Exercise goal: For the records below, say how many lines contain the string "TextBlock". Give the number only.

---- Data section

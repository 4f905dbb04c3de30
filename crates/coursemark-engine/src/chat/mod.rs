//! Message formatting for the student chat panel.
//!
//! Chat messages use a lighter dialect than text blocks: no block structure,
//! newlines become `<br>`, and only code, bold and italic are recognized.

use std::sync::LazyLock;

use regex::{Captures, Regex};

use crate::text::{
    escape_html,
    stash::{Stash, strip_reserved},
};

static CODE_BLOCK: LazyLock<Regex> =
    LazyLock::new(|| Regex::new(r"(?s)```(.*?)```").expect("valid code block regex"));
static CODE_SPAN: LazyLock<Regex> =
    LazyLock::new(|| Regex::new(r"`([^`\n]+)`").expect("valid code span regex"));
static BOLD: LazyLock<Regex> =
    LazyLock::new(|| Regex::new(r"\*\*(.+?)\*\*").expect("valid bold regex"));
static ITALIC: LazyLock<Regex> =
    LazyLock::new(|| Regex::new(r"\*([^*]+?)\*").expect("valid italic regex"));

/// Formats a chat message as HTML. The whole message is escaped first;
/// code regions are protected from the emphasis passes.
pub fn format_message(text: &str) -> String {
    let source = strip_reserved(text);
    let mut stash = Stash::default();

    let text = CODE_BLOCK.replace_all(&source, |caps: &Captures| {
        stash.put(format!(
            "<pre><code>{}</code></pre>",
            escape_html(caps[1].trim())
        ))
    });
    let text = CODE_SPAN.replace_all(&text, |caps: &Captures| {
        stash.put(format!("<code>{}</code>", escape_html(&caps[1])))
    });

    let text = escape_html(&text).replace('\n', "<br>");
    let text = BOLD.replace_all(&text, "<strong>$1</strong>");
    let text = ITALIC.replace_all(&text, "<em>$1</em>");

    stash.restore(&text)
}

/// Who wrote a chat message.
#[derive(Debug, Clone, Copy, PartialEq, Eq)]
pub enum Sender {
    User,
    Assistant,
}

impl Sender {
    /// CSS class of the message bubble.
    pub fn css_class(self) -> &'static str {
        match self {
            Sender::User => "chat-message user-message",
            Sender::Assistant => "chat-message ai-message",
        }
    }
}

/// Renders one chat bubble.
pub fn render_message(text: &str, sender: Sender) -> String {
    format!(
        "<div class=\"{}\">{}</div>",
        sender.css_class(),
        format_message(text)
    )
}

/// Placeholder assistant used until a real backend is wired in. It answers
/// every question with the same acknowledgement.
#[derive(Debug, Default, Clone, Copy)]
pub struct StubAssistant;

impl StubAssistant {
    pub const REPLY: &'static str = "Thanks for your question! The assistant is not connected yet, \
         so please ask your teacher about:\n\n**{question}**";

    /// Returns `None` for blank questions, which the chat panel never sends.
    pub fn reply(&self, question: &str) -> Option<String> {
        let question = question.trim();
        if question.is_empty() {
            return None;
        }
        Some(Self::REPLY.replace("{question}", question))
    }
}
//! Typed content blocks that make up a course module, and their static HTML
//! rendering.

pub mod module;
pub mod render;
pub mod video;

use std::collections::BTreeMap;

use serde::{Deserialize, Serialize};

pub use module::{Module, ModuleError};
pub use render::{render_block, render_module};
pub use video::{VideoPlatform, embed_url};

#[derive(Debug, Clone, Copy, PartialEq, Eq, Hash, Serialize, Deserialize)]
#[serde(rename_all = "snake_case")]
pub enum ContentType {
    Text,
    Video,
    Code,
    Quiz,
    Mermaid,
}

impl ContentType {
    /// Label shown above a block in both the editor and the student view.
    pub fn label(self) -> &'static str {
        match self {
            ContentType::Text => "📝 Theory",
            ContentType::Video => "🎥 Video",
            ContentType::Code => "💻 Practice",
            ContentType::Quiz => "🧠 Knowledge check",
            ContentType::Mermaid => "📊 Diagram",
        }
    }

    pub fn as_str(self) -> &'static str {
        match self {
            ContentType::Text => "text",
            ContentType::Video => "video",
            ContentType::Code => "code",
            ContentType::Quiz => "quiz",
            ContentType::Mermaid => "mermaid",
        }
    }
}

/// One unit of course material, tagged by `content_type`.
#[derive(Debug, Clone, PartialEq, Serialize, Deserialize)]
#[serde(tag = "content_type", rename_all = "snake_case")]
pub enum ContentBlock {
    Text(TextBlock),
    Video(VideoBlock),
    Code(CodeBlock),
    Quiz(QuizBlock),
    Mermaid(DiagramBlock),
}

impl ContentBlock {
    pub fn content_type(&self) -> ContentType {
        match self {
            ContentBlock::Text(_) => ContentType::Text,
            ContentBlock::Video(_) => ContentType::Video,
            ContentBlock::Code(_) => ContentType::Code,
            ContentBlock::Quiz(_) => ContentType::Quiz,
            ContentBlock::Mermaid(_) => ContentType::Mermaid,
        }
    }

    pub fn is_ai_generated(&self) -> bool {
        match self {
            ContentBlock::Text(b) => b.ai_generated,
            ContentBlock::Video(b) => b.ai_generated,
            ContentBlock::Code(b) => b.ai_generated,
            ContentBlock::Quiz(b) => b.ai_generated,
            ContentBlock::Mermaid(b) => b.ai_generated,
        }
    }
}

#[derive(Debug, Clone, Default, PartialEq, Serialize, Deserialize)]
pub struct TextBlock {
    #[serde(default)]
    pub md_content: Option<String>,
    #[serde(default)]
    pub ai_generated: bool,
}

#[derive(Debug, Clone, Default, PartialEq, Serialize, Deserialize)]
pub struct VideoBlock {
    #[serde(default)]
    pub platform: VideoPlatform,
    #[serde(default)]
    pub title: Option<String>,
    #[serde(default)]
    pub url: Option<String>,
    #[serde(default)]
    pub duration_seconds: Option<u64>,
    /// Timestamp label (seconds or `M:SS`) to description.
    #[serde(default)]
    pub key_moments: BTreeMap<String, String>,
    #[serde(default)]
    pub discussion_questions: Vec<String>,
    #[serde(default)]
    pub ai_generated: bool,
}

#[derive(Debug, Clone, Default, PartialEq, Serialize, Deserialize)]
pub struct CodeBlock {
    #[serde(default)]
    pub language: Option<String>,
    #[serde(default)]
    pub code: Option<String>,
    #[serde(default)]
    pub explanation: Option<String>,
    #[serde(default)]
    pub ai_generated: bool,
}

#[derive(Debug, Clone, Default, PartialEq, Serialize, Deserialize)]
pub struct QuizBlock {
    /// `(question, answer)` pairs.
    #[serde(default)]
    pub questions: Vec<(String, String)>,
    #[serde(default)]
    pub ai_generated: bool,
}

#[derive(Debug, Clone, Default, PartialEq, Serialize, Deserialize)]
pub struct DiagramBlock {
    #[serde(default)]
    pub title: Option<String>,
    #[serde(default)]
    pub mermaid_code: Option<String>,
    #[serde(default)]
    pub explanation: Option<String>,
    #[serde(default)]
    pub ai_generated: bool,
}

--------

Answer section: 2